## Exercise
Give the records again in full, exactly as they are.

Collected data entries:
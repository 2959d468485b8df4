//! Slug and port allocation for new stacks.
//!
//! A stack's slug is its lower-cased name with every character outside `[a-z0-9]` replaced by
//! `-`, suffixed with the creation timestamp in milliseconds. Ports are a fixed offset table
//! around a base port of `8000 + (seed mod 10000)`, where the seed starts at the timestamp.
//!
//! The modulus repeats every ten thousand milliseconds of seed, so two stacks can land on the same
//! block. [`PortLedger`] closes that gap by checking the block against every port already
//! recorded for other stacks and advancing the seed until the block is disjoint.

use std::collections::BTreeSet;

use thiserror::Error;

pub const BASE_PORT: u16 = 8000;
pub const PORT_SPAN: u64 = 10_000;
const MAX_SEED_ATTEMPTS: u64 = PORT_SPAN;

/// Services that get a published port, with their env key and offset from the base port.
#[derive(Debug, Clone, Copy, PartialEq, Eq, PartialOrd, Ord)]
pub enum PortRole {
    KongHttp,
    Studio,
    KongHttps,
    Analytics,
    Postgres,
    Pooler,
}

impl PortRole {
    pub const ALL: [PortRole; 6] = [
        PortRole::KongHttp,
        PortRole::Studio,
        PortRole::KongHttps,
        PortRole::Analytics,
        PortRole::Postgres,
        PortRole::Pooler,
    ];

    pub fn offset(self) -> u16 {
        match self {
            PortRole::KongHttp => 0,
            PortRole::Studio => 100,
            PortRole::KongHttps => 443,
            PortRole::Analytics => 1000,
            PortRole::Postgres => 2000,
            PortRole::Pooler => 3000,
        }
    }

    pub fn env_key(self) -> &'static str {
        match self {
            PortRole::KongHttp => "KONG_HTTP_PORT",
            PortRole::Studio => "STUDIO_PORT",
            PortRole::KongHttps => "KONG_HTTPS_PORT",
            PortRole::Analytics => "ANALYTICS_PORT",
            PortRole::Postgres => "POSTGRES_PORT",
            PortRole::Pooler => "POOLER_PROXY_PORT_TRANSACTION",
        }
    }
}

#[derive(Debug, Clone, Copy, PartialEq, Eq)]
pub struct PortAllocation {
    pub base: u16,
}

impl PortAllocation {
    pub fn from_seed(seed: u64) -> Self {
        Self {
            base: BASE_PORT + (seed % PORT_SPAN) as u16,
        }
    }

    pub fn port(&self, role: PortRole) -> u16 {
        self.base + role.offset()
    }

    pub fn kong_http(&self) -> u16 {
        self.port(PortRole::KongHttp)
    }

    pub fn studio(&self) -> u16 {
        self.port(PortRole::Studio)
    }

    pub fn postgres(&self) -> u16 {
        self.port(PortRole::Postgres)
    }

    pub fn ports(&self) -> impl Iterator<Item = (PortRole, u16)> + '_ {
        PortRole::ALL.into_iter().map(|r| (r, self.port(r)))
    }
}

/// Everything derived for a new stack before any credentials or files exist.
#[derive(Debug, Clone, PartialEq, Eq)]
pub struct Allocation {
    pub slug: String,
    pub timestamp_ms: u64,
    pub ports: PortAllocation,
}

impl Allocation {
    /// Pooler tenant identifier, stable for the stack's lifetime.
    pub fn tenant_id(&self) -> String {
        format!("project-{}", self.timestamp_ms)
    }
}

#[derive(Debug, Error, PartialEq, Eq)]
pub enum AllocError {
    #[error("stack name must not be empty")]
    EmptyName,
    #[error("slug {0} is already in use")]
    SlugTaken(String),
    #[error("no free port block found after {0} attempts")]
    PortsExhausted(u64),
}

pub fn slugify(name: &str, timestamp_ms: u64) -> String {
    let body: String = name
        .to_lowercase()
        .chars()
        .map(|c| {
            if c.is_ascii_lowercase() || c.is_ascii_digit() {
                c
            } else {
                '-'
            }
        })
        .collect();
    format!("{body}-{timestamp_ms}")
}

/// Pure allocation: slug and ports straight from the timestamp.
pub fn allocate(name: &str, timestamp_ms: u64) -> Result<Allocation, AllocError> {
    if name.trim().is_empty() {
        return Err(AllocError::EmptyName);
    }
    Ok(Allocation {
        slug: slugify(name, timestamp_ms),
        timestamp_ms,
        ports: PortAllocation::from_seed(timestamp_ms),
    })
}

/// Ports and slugs already handed out to existing stacks.
#[derive(Debug, Default, Clone)]
pub struct PortLedger {
    used_ports: BTreeSet<u16>,
    used_slugs: BTreeSet<String>,
}

impl PortLedger {
    pub fn new() -> Self {
        Self::default()
    }

    pub fn record_slug(&mut self, slug: impl Into<String>) {
        self.used_slugs.insert(slug.into());
    }

    pub fn record_port(&mut self, port: u16) {
        self.used_ports.insert(port);
    }

    /// Record every value of a port env key found in a stack's config entries.
    pub fn record_config<'a, I>(&mut self, entries: I)
    where
        I: IntoIterator<Item = (&'a str, &'a str)>,
    {
        for (key, value) in entries {
            if PortRole::ALL.iter().any(|r| r.env_key() == key) {
                if let Ok(p) = value.trim().parse::<u16>() {
                    self.used_ports.insert(p);
                }
            }
        }
    }

    fn is_free(&self, ports: &PortAllocation) -> bool {
        ports.ports().all(|(_, p)| !self.used_ports.contains(&p))
    }

    /// Allocate like [`allocate`], then advance the port seed until the block is disjoint from
    /// every recorded port. The slug keeps the real timestamp.
    pub fn allocate(&self, name: &str, timestamp_ms: u64) -> Result<Allocation, AllocError> {
        let mut alloc = allocate(name, timestamp_ms)?;
        if self.used_slugs.contains(&alloc.slug) {
            return Err(AllocError::SlugTaken(alloc.slug));
        }
        for attempt in 0..MAX_SEED_ATTEMPTS {
            let ports = PortAllocation::from_seed(timestamp_ms.wrapping_add(attempt));
            if self.is_free(&ports) {
                if attempt > 0 {
                    tracing::info!(
                        slug = %alloc.slug,
                        attempt,
                        base = ports.base,
                        "port block moved to avoid a collision"
                    );
                }
                alloc.ports = ports;
                return Ok(alloc);
            }
        }
        Err(AllocError::PortsExhausted(MAX_SEED_ATTEMPTS))
    }
}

## Expected answer
repository 2959d468485b8df4
//! Slug and port allocation for new stacks.
//!
//! A stack's slug is its lower-cased name with every character outside `[a-z0-9]` replaced by
//! `-`, suffixed with the creation timestamp in milliseconds. Ports are a fixed offset table
//! around a base port of `8000 + (seed mod 10000)`, where the seed starts at the timestamp.
//!
//! The modulus repeats every ten thousand milliseconds of seed, so two stacks can land on the same
//! block. [`PortLedger`] closes that gap by checking the block against every port already
//! recorded for other stacks and advancing the seed until the block is disjoint.

use std::collections::BTreeSet;

use thiserror::Error;

pub const BASE_PORT: u16 = 8000;
pub const PORT_SPAN: u64 = 10_000;
const MAX_SEED_ATTEMPTS: u64 = PORT_SPAN;

/// Services that get a published port, with their env key and offset from the base port.
#[derive(Debug, Clone, Copy, PartialEq, Eq, PartialOrd, Ord)]
pub enum PortRole {
    KongHttp,
    Studio,
    KongHttps,
    Analytics,
    Postgres,
    Pooler,
}

impl PortRole {
    pub const ALL: [PortRole; 6] = [
        PortRole::KongHttp,
        PortRole::Studio,
        PortRole::KongHttps,
        PortRole::Analytics,
        PortRole::Postgres,
        PortRole::Pooler,
    ];

    pub fn offset(self) -> u16 {
        match self {
            PortRole::KongHttp => 0,
            PortRole::Studio => 100,
            PortRole::KongHttps => 443,
            PortRole::Analytics => 1000,
            PortRole::Postgres => 2000,
            PortRole::Pooler => 3000,
        }
    }

    pub fn env_key(self) -> &'static str {
        match self {
            PortRole::KongHttp => "KONG_HTTP_PORT",
            PortRole::Studio => "STUDIO_PORT",
            PortRole::KongHttps => "KONG_HTTPS_PORT",
            PortRole::Analytics => "ANALYTICS_PORT",
            PortRole::Postgres => "POSTGRES_PORT",
            PortRole::Pooler => "POOLER_PROXY_PORT_TRANSACTION",
        }
    }
}

#[derive(Debug, Clone, Copy, PartialEq, Eq)]
pub struct PortAllocation {
    pub base: u16,
}

impl PortAllocation {
    pub fn from_seed(seed: u64) -> Self {
        Self {
            base: BASE_PORT + (seed % PORT_SPAN) as u16,
        }
    }

    pub fn port(&self, role: PortRole) -> u16 {
        self.base + role.offset()
    }

    pub fn kong_http(&self) -> u16 {
        self.port(PortRole::KongHttp)
    }

    pub fn studio(&self) -> u16 {
        self.port(PortRole::Studio)
    }

    pub fn postgres(&self) -> u16 {
        self.port(PortRole::Postgres)
    }

    pub fn ports(&self) -> impl Iterator<Item = (PortRole, u16)> + '_ {
        PortRole::ALL.into_iter().map(|r| (r, self.port(r)))
    }
}

/// Everything derived for a new stack before any credentials or files exist.
#[derive(Debug, Clone, PartialEq, Eq)]
pub struct Allocation {
    pub slug: String,
    pub timestamp_ms: u64,
    pub ports: PortAllocation,
}

impl Allocation {
    /// Pooler tenant identifier, stable for the stack's lifetime.
    pub fn tenant_id(&self) -> String {
        format!("project-{}", self.timestamp_ms)
    }
}

#[derive(Debug, Error, PartialEq, Eq)]
pub enum AllocError {
    #[error("stack name must not be empty")]
    EmptyName,
    #[error("slug {0} is already in use")]
    SlugTaken(String),
    #[error("no free port block found after {0} attempts")]
    PortsExhausted(u64),
}

pub fn slugify(name: &str, timestamp_ms: u64) -> String {
    let body: String = name
        .to_lowercase()
        .chars()
        .map(|c| {
            if c.is_ascii_lowercase() || c.is_ascii_digit() {
                c
            } else {
                '-'
            }
        })
        .collect();
    format!("{body}-{timestamp_ms}")
}

/// Pure allocation: slug and ports straight from the timestamp.
pub fn allocate(name: &str, timestamp_ms: u64) -> Result<Allocation, AllocError> {
    if name.trim().is_empty() {
        return Err(AllocError::EmptyName);
    }
    Ok(Allocation {
        slug: slugify(name, timestamp_ms),
        timestamp_ms,
        ports: PortAllocation::from_seed(timestamp_ms),
    })
}

/// Ports and slugs already handed out to existing stacks.
#[derive(Debug, Default, Clone)]
pub struct PortLedger {
    used_ports: BTreeSet<u16>,
    used_slugs: BTreeSet<String>,
}

impl PortLedger {
    pub fn new() -> Self {
        Self::default()
    }

    pub fn record_slug(&mut self, slug: impl Into<String>) {
        self.used_slugs.insert(slug.into());
    }

    pub fn record_port(&mut self, port: u16) {
        self.used_ports.insert(port);
    }

    /// Record every value of a port env key found in a stack's config entries.
    pub fn record_config<'a, I>(&mut self, entries: I)
    where
        I: IntoIterator<Item = (&'a str, &'a str)>,
    {
        for (key, value) in entries {
            if PortRole::ALL.iter().any(|r| r.env_key() == key) {
                if let Ok(p) = value.trim().parse::<u16>() {
                    self.used_ports.insert(p);
                }
            }
        }
    }

    fn is_free(&self, ports: &PortAllocation) -> bool {
        ports.ports().all(|(_, p)| !self.used_ports.contains(&p))
    }

    /// Allocate like [`allocate`], then advance the port seed until the block is disjoint from
    /// every recorded port. The slug keeps the real timestamp.
    pub fn allocate(&self, name: &str, timestamp_ms: u64) -> Result<Allocation, AllocError> {
        let mut alloc = allocate(name, timestamp_ms)?;
        if self.used_slugs.contains(&alloc.slug) {
            return Err(AllocError::SlugTaken(alloc.slug));
        }
        for attempt in 0..MAX_SEED_ATTEMPTS {
            let ports = PortAllocation::from_seed(timestamp_ms.wrapping_add(attempt));
            if self.is_free(&ports) {
                if attempt > 0 {
                    tracing::info!(
                        slug = %alloc.slug,
                        attempt,
                        base = ports.base,
                        "port block moved to avoid a collision"
                    );
                }
                alloc.ports = ports;
                return Ok(alloc);
            }
        }
        Err(AllocError::PortsExhausted(MAX_SEED_ATTEMPTS))
    }
}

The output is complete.